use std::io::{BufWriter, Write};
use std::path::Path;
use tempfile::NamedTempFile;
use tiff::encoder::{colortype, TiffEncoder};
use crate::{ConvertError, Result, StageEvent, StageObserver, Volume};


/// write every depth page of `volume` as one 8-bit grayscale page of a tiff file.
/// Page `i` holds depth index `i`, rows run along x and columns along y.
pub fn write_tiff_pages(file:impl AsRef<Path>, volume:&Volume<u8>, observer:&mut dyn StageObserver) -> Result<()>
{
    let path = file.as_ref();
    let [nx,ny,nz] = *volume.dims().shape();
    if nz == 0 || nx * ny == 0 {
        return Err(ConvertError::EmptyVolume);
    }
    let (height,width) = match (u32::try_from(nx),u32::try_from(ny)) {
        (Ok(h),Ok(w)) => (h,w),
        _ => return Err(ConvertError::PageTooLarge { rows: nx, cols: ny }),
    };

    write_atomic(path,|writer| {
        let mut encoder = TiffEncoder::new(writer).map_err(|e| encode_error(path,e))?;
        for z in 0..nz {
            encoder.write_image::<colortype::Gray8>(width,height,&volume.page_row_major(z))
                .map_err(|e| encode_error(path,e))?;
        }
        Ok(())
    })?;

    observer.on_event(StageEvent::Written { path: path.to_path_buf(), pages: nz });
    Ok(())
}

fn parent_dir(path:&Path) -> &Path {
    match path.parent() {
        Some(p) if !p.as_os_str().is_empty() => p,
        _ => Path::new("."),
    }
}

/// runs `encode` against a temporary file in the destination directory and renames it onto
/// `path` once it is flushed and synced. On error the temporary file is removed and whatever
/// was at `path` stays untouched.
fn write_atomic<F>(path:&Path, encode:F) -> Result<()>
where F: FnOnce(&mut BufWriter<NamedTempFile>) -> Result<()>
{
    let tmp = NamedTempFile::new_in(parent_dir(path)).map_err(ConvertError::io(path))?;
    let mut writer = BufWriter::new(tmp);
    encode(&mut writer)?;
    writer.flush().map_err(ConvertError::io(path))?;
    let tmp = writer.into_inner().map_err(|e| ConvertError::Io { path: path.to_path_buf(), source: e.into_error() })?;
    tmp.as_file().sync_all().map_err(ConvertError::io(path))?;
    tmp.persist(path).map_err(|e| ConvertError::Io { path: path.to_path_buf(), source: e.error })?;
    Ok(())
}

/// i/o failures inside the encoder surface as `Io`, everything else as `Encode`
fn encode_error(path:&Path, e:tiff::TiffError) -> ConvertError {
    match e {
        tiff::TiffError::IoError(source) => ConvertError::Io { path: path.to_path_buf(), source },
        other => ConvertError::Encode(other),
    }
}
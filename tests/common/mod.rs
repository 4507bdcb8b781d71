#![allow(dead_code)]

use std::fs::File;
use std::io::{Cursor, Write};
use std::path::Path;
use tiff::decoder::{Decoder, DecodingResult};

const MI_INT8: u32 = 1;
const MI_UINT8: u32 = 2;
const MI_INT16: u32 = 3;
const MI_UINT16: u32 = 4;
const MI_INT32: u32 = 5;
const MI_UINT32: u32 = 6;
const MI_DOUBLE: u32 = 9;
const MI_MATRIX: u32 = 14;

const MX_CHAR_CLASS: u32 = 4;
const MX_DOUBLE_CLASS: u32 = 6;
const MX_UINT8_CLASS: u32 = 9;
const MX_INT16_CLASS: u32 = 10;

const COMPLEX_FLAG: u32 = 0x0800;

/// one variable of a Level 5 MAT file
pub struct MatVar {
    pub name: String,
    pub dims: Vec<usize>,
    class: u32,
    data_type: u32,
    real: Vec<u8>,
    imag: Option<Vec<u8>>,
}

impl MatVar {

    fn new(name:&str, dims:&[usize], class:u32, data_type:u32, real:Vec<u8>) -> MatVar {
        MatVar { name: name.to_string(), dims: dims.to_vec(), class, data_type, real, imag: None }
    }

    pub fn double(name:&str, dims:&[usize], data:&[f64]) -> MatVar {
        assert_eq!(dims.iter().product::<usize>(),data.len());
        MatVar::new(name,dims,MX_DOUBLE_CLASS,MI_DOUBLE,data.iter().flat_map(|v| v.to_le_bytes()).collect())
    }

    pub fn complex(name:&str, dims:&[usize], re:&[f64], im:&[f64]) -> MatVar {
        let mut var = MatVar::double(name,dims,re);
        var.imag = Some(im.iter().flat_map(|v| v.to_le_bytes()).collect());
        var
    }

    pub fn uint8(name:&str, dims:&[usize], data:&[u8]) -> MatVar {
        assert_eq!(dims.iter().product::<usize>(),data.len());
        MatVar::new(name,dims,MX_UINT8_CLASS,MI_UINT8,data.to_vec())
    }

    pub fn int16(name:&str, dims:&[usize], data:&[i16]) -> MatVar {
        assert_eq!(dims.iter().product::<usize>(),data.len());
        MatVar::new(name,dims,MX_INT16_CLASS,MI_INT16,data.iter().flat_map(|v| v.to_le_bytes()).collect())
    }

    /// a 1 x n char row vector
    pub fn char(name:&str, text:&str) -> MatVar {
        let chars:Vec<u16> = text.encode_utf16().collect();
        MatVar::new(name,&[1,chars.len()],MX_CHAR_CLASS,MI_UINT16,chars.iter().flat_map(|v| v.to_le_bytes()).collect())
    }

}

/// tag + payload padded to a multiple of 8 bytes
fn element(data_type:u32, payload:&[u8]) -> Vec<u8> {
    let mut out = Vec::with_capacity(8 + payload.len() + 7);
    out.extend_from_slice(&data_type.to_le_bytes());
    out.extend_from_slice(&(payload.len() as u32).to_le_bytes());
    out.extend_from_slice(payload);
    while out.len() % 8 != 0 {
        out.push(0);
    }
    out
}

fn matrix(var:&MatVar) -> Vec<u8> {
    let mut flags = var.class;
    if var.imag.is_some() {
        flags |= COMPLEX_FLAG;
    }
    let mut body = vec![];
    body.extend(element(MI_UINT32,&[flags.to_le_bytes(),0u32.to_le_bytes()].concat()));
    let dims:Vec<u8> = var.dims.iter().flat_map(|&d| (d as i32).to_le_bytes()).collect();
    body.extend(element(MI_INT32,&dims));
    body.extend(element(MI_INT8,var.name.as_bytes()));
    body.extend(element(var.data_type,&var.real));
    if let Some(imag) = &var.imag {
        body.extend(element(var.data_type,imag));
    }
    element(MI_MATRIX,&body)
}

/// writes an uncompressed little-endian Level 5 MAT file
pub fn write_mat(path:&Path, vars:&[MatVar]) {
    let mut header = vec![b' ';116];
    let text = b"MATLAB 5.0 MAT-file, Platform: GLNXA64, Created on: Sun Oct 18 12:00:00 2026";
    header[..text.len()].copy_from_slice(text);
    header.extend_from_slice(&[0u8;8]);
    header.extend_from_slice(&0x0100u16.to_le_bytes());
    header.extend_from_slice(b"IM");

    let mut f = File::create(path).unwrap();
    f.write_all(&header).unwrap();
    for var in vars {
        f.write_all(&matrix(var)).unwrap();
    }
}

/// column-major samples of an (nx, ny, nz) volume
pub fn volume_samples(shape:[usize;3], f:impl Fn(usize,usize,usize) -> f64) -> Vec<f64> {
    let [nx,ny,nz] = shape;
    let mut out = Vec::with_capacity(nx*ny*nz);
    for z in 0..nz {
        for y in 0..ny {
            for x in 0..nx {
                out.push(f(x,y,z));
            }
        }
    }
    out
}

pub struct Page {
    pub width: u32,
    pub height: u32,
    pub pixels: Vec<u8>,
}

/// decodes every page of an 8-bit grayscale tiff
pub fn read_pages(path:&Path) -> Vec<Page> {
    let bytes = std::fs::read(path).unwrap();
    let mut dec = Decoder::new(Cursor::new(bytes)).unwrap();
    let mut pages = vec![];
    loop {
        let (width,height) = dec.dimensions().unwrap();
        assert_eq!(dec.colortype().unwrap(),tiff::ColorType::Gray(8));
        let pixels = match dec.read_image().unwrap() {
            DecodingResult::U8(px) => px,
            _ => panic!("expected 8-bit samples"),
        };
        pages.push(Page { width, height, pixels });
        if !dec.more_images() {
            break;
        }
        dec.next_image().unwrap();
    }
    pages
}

Brief:
Counting only lines that hold "ConvertError", state how many appear in the records, and give nothing but the number.

Solution to the problem:
11